Indian J Otolaryngol Head Neck Surg. 2024 Dec;76(6):5170-5175. doi: 10.1007/s12070-024-04920-4. Epub 2024 Aug 3.
Laryngopharyngeal reflux (LPR) refers to a condition in which gastroduodenal contents reflux back into the oesophagus and affects the throat, specifically the laryngopharynx. A wide variety of symptoms have been attributed to LPR. To minimize the underdiagnosis, Reflux Symptom Index (RSI) with the Reflux Finding Score(RFS) are useful in ENT practice. LPR treatment typically entails an intensive strategy, applied over an extended period of time, combined with dietary adjustments, exercise, weight loss and lifestyle changes. To study the usefulness of Reflux Symptom Index and Reflux Finding Score in the management of LPR. This study was a descriptive study conducted in the Department of ENT, Bangalore Medical College and Research Institute, Bangalore from February 2021 to August 2022. This study included 90 patients who were diagnosed to have LPR attending the ENT OPD at Bangalore Medical College and Research Institute, Bangalore and attached hospitals. All patients were subjected to detailed history taking using RSI, thorough clinical examination and laryngoscopic examination using RFS and necessary investigation was done. They were treated with proton pump inhibitors and prokinetic drugs and followed up regularly. Treatment was stopped after 6 months to prevent long-term adverse. Our study recruited 90 patients who were diagnosed to have LPR of which 55 were male and 35 female. Most of them were 41-50 years of age. Throat clearing was found to be the most common symptom and erythema/ hyperaemia of larynx was the most common sign.
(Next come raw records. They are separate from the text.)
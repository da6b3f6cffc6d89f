use std::collections::BTreeMap;
use std::path::{Path, PathBuf};
use std::time::Duration;

use reqwest::Client;
use serde::{Deserialize, Serialize};
use tracing::{info, warn};

use crate::error::{ConfigError, GeoError, StoreError};
use crate::geo::{FixedGeolocator, HttpGeolocator, Locator};
use crate::store::{Backend, JsonStore, MockRepository};

const APP_DIR: &str = "lovesync";
// taille Body du style egui par défaut
const EGUI_BODY_SIZE: f32 = 12.5;

#[derive(Debug, Clone, Default, Serialize, Deserialize)]
#[serde(default)]
pub struct AppConfig {
    pub theme: ThemeConfig,
    pub ui: UiConfig,
    pub storage: StorageConfig,
    pub geolocation: GeolocationConfig,
}

#[derive(Debug, Clone, Serialize, Deserialize)]
#[serde(default)]
pub struct ThemeConfig {
    pub background_color: [u8; 3],
    pub panel_color: [u8; 3],
    pub accent_color: [u8; 3],
    pub text_color: [u8; 3],
    pub secondary_text_color: [u8; 3],
    pub border_color: [u8; 3],
    pub heart_color: [u8; 3],
}

#[derive(Debug, Clone, Serialize, Deserialize)]
#[serde(default)]
pub struct UiConfig {
    pub font_size: f32,
    pub window_size: [f32; 2],
    pub content_max_width: f32,
}

#[derive(Debug, Clone, Default, Serialize, Deserialize)]
#[serde(default)]
pub struct StorageConfig {
    /// Keep items in JSON files instead of the in-memory sample data.
    pub persist: bool,
    /// Overrides `<data_dir>/lovesync`.
    pub data_dir: Option<PathBuf>,
}

#[derive(Debug, Clone, Serialize, Deserialize)]
#[serde(default)]
pub struct GeolocationConfig {
    /// JSON lookup endpoint. Without it the fallback coordinates are used.
    pub endpoint: Option<String>,
    pub request_timeout_seconds: u64,
    pub fallback_latitude: f64,
    pub fallback_longitude: f64,
}

impl Default for ThemeConfig {
    fn default() -> Self {
        Self {
            // warm blush palette
            background_color: [253, 246, 244],
            panel_color: [255, 255, 255],
            accent_color: [225, 82, 120],
            text_color: [51, 37, 43],
            secondary_text_color: [128, 110, 118],
            border_color: [238, 221, 226],
            heart_color: [239, 68, 68],
        }
    }
}

impl Default for UiConfig {
    fn default() -> Self {
        Self {
            font_size: 14.0,
            window_size: [960.0, 800.0],
            content_max_width: 760.0,
        }
    }
}

impl Default for GeolocationConfig {
    fn default() -> Self {
        Self {
            endpoint: None,
            request_timeout_seconds: 10,
            fallback_latitude: 40.7829,
            fallback_longitude: -73.9654,
        }
    }
}

impl AppConfig {
    /// Récupère le chemin du fichier de configuration
    pub fn config_file_path() -> Result<PathBuf, ConfigError> {
        let config_dir = dirs::config_dir().ok_or(ConfigError::NoConfigDir)?;
        let app_config_dir = config_dir.join(APP_DIR);
        std::fs::create_dir_all(&app_config_dir)?;
        Ok(app_config_dir.join("config.json"))
    }

    /// Loads the user config, falling back to (and writing) defaults.
    pub fn load() -> Self {
        match Self::config_file_path() {
            Ok(path) => Self::load_or_init(&path),
            Err(e) => {
                warn!(error = %e, "no config location, using defaults");
                Self::default()
            }
        }
    }

    pub fn load_or_init(path: &Path) -> Self {
        match Self::load_from_file(path) {
            Ok(config) => config,
            Err(e) => {
                warn!(error = %e, path = %path.display(), "failed to load config, using defaults");
                let default_config = Self::default();
                if let Err(save_err) = default_config.save_to(path) {
                    warn!(error = %save_err, "failed to write default config");
                }
                default_config
            }
        }
    }

    pub fn load_from_file(path: &Path) -> Result<Self, ConfigError> {
        let content = std::fs::read_to_string(path)?;
        Ok(serde_json::from_str(&content)?)
    }

    pub fn save_to(&self, path: &Path) -> Result<(), ConfigError> {
        if let Some(parent) = path.parent() {
            std::fs::create_dir_all(parent)?;
        }
        std::fs::write(path, serde_json::to_string_pretty(self)?)?;
        Ok(())
    }
}

impl UiConfig {
    /// egui's stock text styles, scaled so that `Body` is `font_size`.
    /// Always starts from the stock sizes, so applying it every frame is stable.
    pub fn text_styles(&self) -> BTreeMap<egui::TextStyle, egui::FontId> {
        let stock = egui::Style::default().text_styles;
        let body = stock
            .get(&egui::TextStyle::Body)
            .map_or(EGUI_BODY_SIZE, |font| font.size);
        let scale = if self.font_size.is_finite() && self.font_size > 0.0 {
            self.font_size / body
        } else {
            1.0
        };
        stock
            .into_iter()
            .map(|(style, font)| (style, egui::FontId::new(font.size * scale, font.family)))
            .collect()
    }
}

impl StorageConfig {
    pub fn resolved_data_dir(&self) -> PathBuf {
        self.data_dir.clone().unwrap_or_else(|| {
            dirs::data_dir()
                .or_else(|| std::env::current_dir().ok())
                .unwrap_or_default()
                .join(APP_DIR)
        })
    }

    /// Builds the repository this config asks for.
    pub async fn open_backend(&self) -> Result<Backend, StoreError> {
        if !self.persist {
            return Ok(Backend::Mock(MockRepository::seeded()));
        }
        let dir = self.resolved_data_dir();
        info!(dir = %dir.display(), "using JSON store");
        let store = JsonStore::open(&dir).await?;
        store.seed_missing().await?;
        Ok(Backend::Json(store))
    }
}

impl GeolocationConfig {
    pub fn build_locator(&self, client: Client) -> Result<Locator, GeoError> {
        match &self.endpoint {
            Some(endpoint) => Ok(Locator::Http(HttpGeolocator::new(
                client,
                endpoint,
                Duration::from_secs(self.request_timeout_seconds),
            )?)),
            None => Ok(Locator::Fixed(FixedGeolocator::new(
                self.fallback_latitude,
                self.fallback_longitude,
            ))),
        }
    }
}

fn rgb(c: [u8; 3]) -> egui::Color32 {
    egui::Color32::from_rgb(c[0], c[1], c[2])
}

// Utilitaires pour convertir les couleurs
impl ThemeConfig {
    pub fn background_color32(&self) -> egui::Color32 {
        rgb(self.background_color)
    }

    pub fn panel_color32(&self) -> egui::Color32 {
        rgb(self.panel_color)
    }

    pub fn accent_color32(&self) -> egui::Color32 {
        rgb(self.accent_color)
    }

    pub fn text_color32(&self) -> egui::Color32 {
        rgb(self.text_color)
    }

    pub fn secondary_text_color32(&self) -> egui::Color32 {
        rgb(self.secondary_text_color)
    }

    pub fn border_color32(&self) -> egui::Color32 {
        rgb(self.border_color)
    }

    pub fn heart_color32(&self) -> egui::Color32 {
        rgb(self.heart_color)
    }
}
//! 数据库表结构定义
//!
//! 打开连接时执行一次，全部语句幂等（CREATE TABLE IF NOT EXISTS）。
//! 唯一约束在存储层兜底：并发的"查重后创建"竞态最终由这些约束拦截，
//! 而不是依赖门面内的先查后写。

/// 全量 DDL
pub const SCHEMA: &str = "
CREATE TABLE IF NOT EXISTS issuers (
    id          TEXT PRIMARY KEY,
    origin      TEXT NOT NULL,
    name        TEXT NOT NULL,
    org         TEXT NOT NULL,
    contact     TEXT NOT NULL,
    created_on  TEXT NOT NULL,
    UNIQUE (origin, name)
);

CREATE TABLE IF NOT EXISTS badges (
    id          TEXT PRIMARY KEY,
    name        TEXT NOT NULL UNIQUE,
    image       TEXT NOT NULL,
    description TEXT NOT NULL,
    criteria    TEXT NOT NULL,
    issuer_id   TEXT NOT NULL,
    version     TEXT NOT NULL DEFAULT '0.5.0',
    tags        TEXT NOT NULL DEFAULT '',   -- 逗号分隔，仅存储边界使用此形式
    created_on  TEXT NOT NULL
);

CREATE TABLE IF NOT EXISTS persons (
    id          TEXT PRIMARY KEY,           -- 即邮箱，邮箱是人的主身份
    email       TEXT NOT NULL UNIQUE,
    nickname    TEXT NOT NULL UNIQUE,
    website     TEXT,
    bio         TEXT,
    opted_out   INTEGER NOT NULL DEFAULT 0,
    rank        INTEGER,
    last_login  TEXT,                       -- 首次登录前为 NULL
    created_on  TEXT NOT NULL
);

CREATE TABLE IF NOT EXISTS assertions (
    id          TEXT PRIMARY KEY,
    badge_id    TEXT NOT NULL,
    recipient   TEXT NOT NULL,              -- sha256$<salt>$<digest>，永不存明文邮箱
    issued_on   TEXT NOT NULL,
    issued_for  TEXT,
    created_on  TEXT NOT NULL
);

CREATE TABLE IF NOT EXISTS teams (
    id          TEXT PRIMARY KEY,
    name        TEXT NOT NULL UNIQUE,
    created_on  TEXT NOT NULL
);

CREATE TABLE IF NOT EXISTS series (
    id           TEXT PRIMARY KEY,
    name         TEXT NOT NULL UNIQUE,
    description  TEXT NOT NULL,
    team_id      TEXT NOT NULL,
    tags         TEXT NOT NULL DEFAULT '',
    created_on   TEXT NOT NULL,
    last_updated TEXT NOT NULL
);

CREATE TABLE IF NOT EXISTS milestones (
    id          TEXT PRIMARY KEY,
    position    INTEGER NOT NULL,
    badge_id    TEXT NOT NULL,
    series_id   TEXT NOT NULL,
    created_on  TEXT NOT NULL,
    UNIQUE (badge_id, series_id)
);

CREATE TABLE IF NOT EXISTS invitations (
    id          TEXT PRIMARY KEY,
    badge_id    TEXT NOT NULL,
    created_on  TEXT NOT NULL,
    expires_on  TEXT NOT NULL
);

CREATE TABLE IF NOT EXISTS authorizations (
    badge_id    TEXT NOT NULL,
    person_id   TEXT NOT NULL,
    created_on  TEXT NOT NULL,
    PRIMARY KEY (badge_id, person_id)
);

CREATE INDEX IF NOT EXISTS assertions_badge_idx ON assertions(badge_id);
CREATE INDEX IF NOT EXISTS milestones_series_idx ON milestones(series_id);
CREATE INDEX IF NOT EXISTS series_team_idx ON series(team_id);
";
It was found that median RSI score was highest at baseline (13) and lowest 2 months (2) with no RSI score at 3 and 6 months. The median RFS scores was highest at baseline (8) and lowest after 2 months (1) with no RFS score at 3rd and 6th months. The difference was statistically significant. Major improvement in symptoms was seen after 2nd month and major improvement in laryngoscopic signs was seen after 1st month. RSI and RFS are useful diagnostic tools in identifying patients with LPR. It helps in assessing response to treatment during their follow up. Treatment with proton pump inhibitors and prokinetic drugs along with strict dietary modification, stress management and regularization of life style has to be followed for a duration of 6 months with regular follow up for complete resolution of signs and symptoms.
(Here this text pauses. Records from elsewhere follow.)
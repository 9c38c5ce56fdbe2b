//! 徽章操作
//!
//! 徽章 id 是名字的 slug，名字全局唯一。标签搜索是全表过滤扫描，
//! 匹配逻辑见 `tags` 模块。

use chrono::{DateTime, Utc};
use serde_json::json;
use tracing::{info, instrument};

use crate::error::Result;
use crate::models::{Badge, generate_default_id};
use crate::notification::TOPIC_BADGE_NEW;
use crate::tags;

use super::BadgeDatabase;

/// 新徽章的默认版本号
const DEFAULT_VERSION: &str = "0.5.0";

/// 徽章表的原始行，标签仍为存储形式
#[derive(sqlx::FromRow)]
struct BadgeRow {
    id: String,
    name: String,
    image: String,
    description: String,
    criteria: String,
    issuer_id: String,
    version: String,
    tags: String,
    created_on: DateTime<Utc>,
}

impl From<BadgeRow> for Badge {
    fn from(row: BadgeRow) -> Self {
        Badge {
            id: row.id,
            name: row.name,
            image: row.image,
            description: row.description,
            criteria: row.criteria,
            issuer_id: row.issuer_id,
            version: row.version,
            tags: tags::from_storage(&row.tags),
            created_on: row.created_on,
            issuer: None,
            assertions: Vec::new(),
            authorizations: Vec::new(),
        }
    }
}

const BADGE_COLUMNS: &str =
    "id, name, image, description, criteria, issuer_id, version, tags, created_on";

impl BadgeDatabase {
    /// 创建徽章，返回其 id（name 的 slug）
    ///
    /// 同名徽章已存在时返回已有 id，不写入、不通知。
    /// 标签输入为逗号分隔文本，入库前规范化。
    #[instrument(skip(self, image, description, criteria))]
    pub async fn add_badge(
        &self,
        name: &str,
        image: &str,
        description: &str,
        criteria: &str,
        issuer_id: &str,
        badge_tags: Option<&str>,
    ) -> Result<String> {
        Self::require("name", name)?;
        Self::require("image", image)?;
        Self::require("description", description)?;
        Self::require("criteria", criteria)?;
        Self::require("issuer_id", issuer_id)?;

        let id = generate_default_id(name);
        if self.badge_exists(&id).await? {
            return Ok(id);
        }

        let badge = Badge {
            id: id.clone(),
            name: name.to_string(),
            image: image.to_string(),
            description: description.to_string(),
            criteria: criteria.to_string(),
            issuer_id: issuer_id.to_string(),
            version: DEFAULT_VERSION.to_string(),
            tags: badge_tags.map(tags::normalize).unwrap_or_default(),
            created_on: Utc::now(),
            issuer: None,
            assertions: Vec::new(),
            authorizations: Vec::new(),
        };

        let mut tx = self.pool().begin().await?;
        sqlx::query(
            r#"
            INSERT INTO badges (id, name, image, description, criteria, issuer_id, version, tags, created_on)
            VALUES (?, ?, ?, ?, ?, ?, ?, ?, ?)
            "#,
        )
        .bind(&badge.id)
        .bind(&badge.name)
        .bind(&badge.image)
        .bind(&badge.description)
        .bind(&badge.criteria)
        .bind(&badge.issuer_id)
        .bind(&badge.version)
        .bind(tags::to_storage(&badge.tags))
        .bind(badge.created_on)
        .execute(&mut *tx)
        .await?;
        tx.commit().await?;

        info!(badge_id = %id, "badge created");
        self.notify(TOPIC_BADGE_NEW, &json!({ "badge": badge.export() }))?;

        Ok(id)
    }

    /// 检查徽章是否存在
    pub async fn badge_exists(&self, id: &str) -> Result<bool> {
        let row: Option<(String,)> = sqlx::query_as("SELECT id FROM badges WHERE id = ?")
            .bind(id)
            .fetch_optional(self.pool())
            .await?;
        Ok(row.is_some())
    }

    /// 按 id 获取徽章（聚合形式）
    ///
    /// 连同颁发机构、颁发记录和授权记录一起加载，
    /// 供实体侧的 `authorized` 等纯判定使用。
    pub async fn get_badge(&self, id: &str) -> Result<Option<Badge>> {
        let row = sqlx::query_as::<_, BadgeRow>(&format!(
            "SELECT {BADGE_COLUMNS} FROM badges WHERE id = ?"
        ))
        .bind(id)
        .fetch_optional(self.pool())
        .await?;

        let Some(row) = row else {
            return Ok(None);
        };

        let mut badge = Badge::from(row);
        badge.issuer = self.get_issuer(&badge.issuer_id).await?;
        badge.assertions = self.get_assertions_by_badge(&badge.id).await?;
        badge.authorizations = self.get_authorizations_by_badge(&badge.id).await?;

        Ok(Some(badge))
    }

    /// 删除徽章
    ///
    /// 成功返回被删除的 id，目标不存在返回 None，不报错。
    pub async fn delete_badge(&self, id: &str) -> Result<Option<String>> {
        let mut tx = self.pool().begin().await?;
        let result = sqlx::query("DELETE FROM badges WHERE id = ?")
            .bind(id)
            .execute(&mut *tx)
            .await?;
        tx.commit().await?;

        if result.rows_affected() == 0 {
            Ok(None)
        } else {
            Ok(Some(id.to_string()))
        }
    }

    /// 列出全部徽章（不加载关联数据）
    pub async fn get_all_badges(&self) -> Result<Vec<Badge>> {
        let rows = sqlx::query_as::<_, BadgeRow>(&format!(
            "SELECT {BADGE_COLUMNS} FROM badges ORDER BY created_on ASC, id ASC"
        ))
        .fetch_all(self.pool())
        .await?;

        Ok(rows.into_iter().map(Badge::from).collect())
    }

    /// 按标签搜索徽章
    ///
    /// - `match_all = false`（ANY）：任一查询标签命中即返回
    /// - `match_all = true`（ALL）：徽章标签须覆盖全部查询标签
    pub async fn get_badges_from_tags(
        &self,
        query: &[&str],
        match_all: bool,
    ) -> Result<Vec<Badge>> {
        let query = tags::normalize_query(query);
        let badges = self
            .get_all_badges()
            .await?
            .into_iter()
            .filter(|badge| tags::matches(&badge.tags, &query, match_all))
            .collect();
        Ok(badges)
    }
}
喉咽反流(LPR)是指胃十二指肠内容物反流至食管并影响咽喉,特别是喉咽部的一种病症。多种症状都被归因于喉咽反流。为尽量减少漏诊情况,反流症状指数(RSI)和反流发现评分(RFS)在耳鼻喉科实践中很有用。喉咽反流的治疗通常需要一种强化策略,在较长时间内应用,并结合饮食调整、运动、体重减轻和生活方式改变。为研究反流症状指数和反流发现评分在喉咽反流管理中的作用。本研究是一项描述性研究,于2021年2月至2022年8月在班加罗尔医学院和研究所的耳鼻喉科进行。本研究纳入了90例被诊断为患有喉咽反流的患者,他们在班加罗尔医学院和研究所及附属医院的耳鼻喉科门诊就诊。所有患者均使用RSI进行详细的病史采集,进行全面的临床检查,并使用RFS进行喉镜检查,同时进行必要的检查。他们接受质子泵抑制剂和促动力药物治疗,并定期随访。6个月后停止治疗以预防长期不良反应。我们的研究招募了90例被诊断为患有喉咽反流的患者,其中55例为男性,35例为女性。他们大多年龄在41至50岁之间。清嗓被发现是最常见的症状,喉部红斑/充血是最常见的体征。结果发现,RSI中位数评分在基线时最高(13分),在2个月时最低(2分),在3个月和6个月时无RSI评分。RFS中位数评分在基线时最高(8分),在2个月后最低(1分),在第3个月和第6个月时无RFS评分。差异具有统计学意义。症状在第2个月后有显著改善,喉镜体征在第1个月后有显著改善。RSI和RFS是识别喉咽反流患者的有用诊断工具。它有助于在随访期间评估治疗反应。必须使用质子泵抑制剂和促动力药物,并严格进行饮食调整、压力管理和生活方式规律化,持续6个月,并定期随访以完全消除体征和症状。